Mel Bochner is recognized as one of the leading figures in the development of Conceptual art in New York in the 1960s and 1970s. Emerging at a time when painting was increasingly discussed as outmoded, Bochner became part of a new generation of artists which also included Eva Hesse, Donald Judd, and Robert Smithson - artists, whom, like Bochner were looking at ways of breaking with with Abstract Expressionism and traditional compositional devices. His pioneering introduction of the use of language in the visual, led Harvard University art historian Benjamin Buchloh to describe his 1966 Working Drawings as ‘probably the first truly conceptual exhibition’.

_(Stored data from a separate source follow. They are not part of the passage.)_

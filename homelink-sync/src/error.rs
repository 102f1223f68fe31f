//! Bridge-level error taxonomy.
//!
//! | kind               | origin                         | effect                         |
//! |--------------------|--------------------------------|--------------------------------|
//! | `InvalidPath`      | mutation target not writable   | rejected, reported to caller   |
//! | `IndexOutOfRange`  | bank slot outside the schema   | rejected, reported to caller   |
//! | `InvalidValue`     | wrong type / non-finite number | rejected, reported to caller   |
//! | `StoreUnavailable` | backing store unreachable      | write fails, caller retries    |
//! | `TransportClosed`  | peer went away                 | connection deregistered        |
//! | `MalformedMessage` | unparseable inbound payload    | logged and dropped             |
//! | `ClockExhausted`   | persisted timestamp at u64 max | sensor ingestion refused       |

use homelink_core::{ClockExhausted, MutationError, StatePath};

use crate::protocol::ProtocolError;
use crate::store::StoreError;

#[derive(Debug, thiserror::Error)]
pub enum BridgeError {
    #[error(transparent)]
    Mutation(#[from] MutationError),

    #[error("state store unavailable: {0}")]
    StoreUnavailable(String),

    #[error("no value at '{0}'")]
    NotFound(StatePath),

    #[error("transport closed")]
    TransportClosed,

    #[error(transparent)]
    Clock(#[from] ClockExhausted),

    #[error("malformed message: {0}")]
    MalformedMessage(String),

    #[error("transport error: {0}")]
    Transport(String),

    #[error("I/O error: {0}")]
    Io(#[from] std::io::Error),
}

impl BridgeError {
    /// Stable taxonomy name, used in API error bodies and logs.
    pub fn kind(&self) -> &'static str {
        match self {
            Self::Mutation(MutationError::InvalidPath { .. }) => "InvalidPath",
            Self::Mutation(MutationError::IndexOutOfRange { .. }) => "IndexOutOfRange",
            Self::Mutation(MutationError::InvalidValue { .. }) => "InvalidValue",
            Self::StoreUnavailable(_) => "StoreUnavailable",
            Self::NotFound(_) => "NotFound",
            Self::TransportClosed => "TransportClosed",
            Self::Clock(_) => "ClockExhausted",
            Self::MalformedMessage(_) => "MalformedMessage",
            Self::Transport(_) => "Transport",
            Self::Io(_) => "Io",
        }
    }

    /// The peer went away; part of a connection's normal lifecycle.
    pub fn is_disconnect(&self) -> bool {
        matches!(self, Self::TransportClosed)
    }

    /// Transient failures the caller may retry unchanged.
    pub fn is_retryable(&self) -> bool {
        matches!(self, Self::StoreUnavailable(_))
    }
}

impl From<StoreError> for BridgeError {
    fn from(e: StoreError) -> Self {
        match e {
            StoreError::NotFound(path) => Self::NotFound(path),
            StoreError::Unavailable(reason) => Self::StoreUnavailable(reason),
        }
    }
}

impl From<ProtocolError> for BridgeError {
    fn from(e: ProtocolError) -> Self {
        match e {
            ProtocolError::Malformed(reason) => Self::MalformedMessage(reason),
            ProtocolError::ConnectionClosed => Self::TransportClosed,
            ProtocolError::Transport(reason) => Self::Transport(reason),
        }
    }
}

impl From<tokio_tungstenite::tungstenite::Error> for BridgeError {
    fn from(e: tokio_tungstenite::tungstenite::Error) -> Self {
        use std::io::ErrorKind;
        use tokio_tungstenite::tungstenite::error::ProtocolError as WsProtocolError;
        use tokio_tungstenite::tungstenite::Error as WsError;
        match e {
            WsError::ConnectionClosed
            | WsError::AlreadyClosed
            | WsError::Protocol(WsProtocolError::ResetWithoutClosingHandshake) => {
                Self::TransportClosed
            }
            WsError::Io(io)
                if matches!(
                    io.kind(),
                    ErrorKind::ConnectionReset
                        | ErrorKind::ConnectionAborted
                        | ErrorKind::BrokenPipe
                        | ErrorKind::UnexpectedEof
                ) =>
            {
                Self::TransportClosed
            }
            other => Self::Transport(other.to_string()),
        }
    }
}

Bochner came of age during the second half of the 1960s, a moment of radical change, both in society at large as well as in art. While painting slowly lost its preeminent position in modern art, language moved from talking about art to becoming part of art itself. Bochner has consistently probed the conventions of both painting and of language, the way we construct and understand them, and the way they relate to one another to make us more attentive to the unspoken codes that underpin our engagement with the world.
Major exhibitions of Bochner’s work include Mel Bochner: Thought Made Visible1966–1973 at the Yale University Art Gallery in 1995; Mel Bochner: Photographs 1966–1969 at the Harvard University Art Museums in 2002; Mel Bochner: Language 1966–2006 at the Art Institute of Chicago in 2006; and Mel Bochner: Strong Language at the Jewish Museum in 2014. Bochner’s works are included in the collections of the Art Institute of Chicago, the Carnegie Museum of Art in Pittsburgh, the Courtauld Institute of Art in London, and the National Gallery of Art in Washington, D.C., among others. The artist continues to live and work in New York, NY.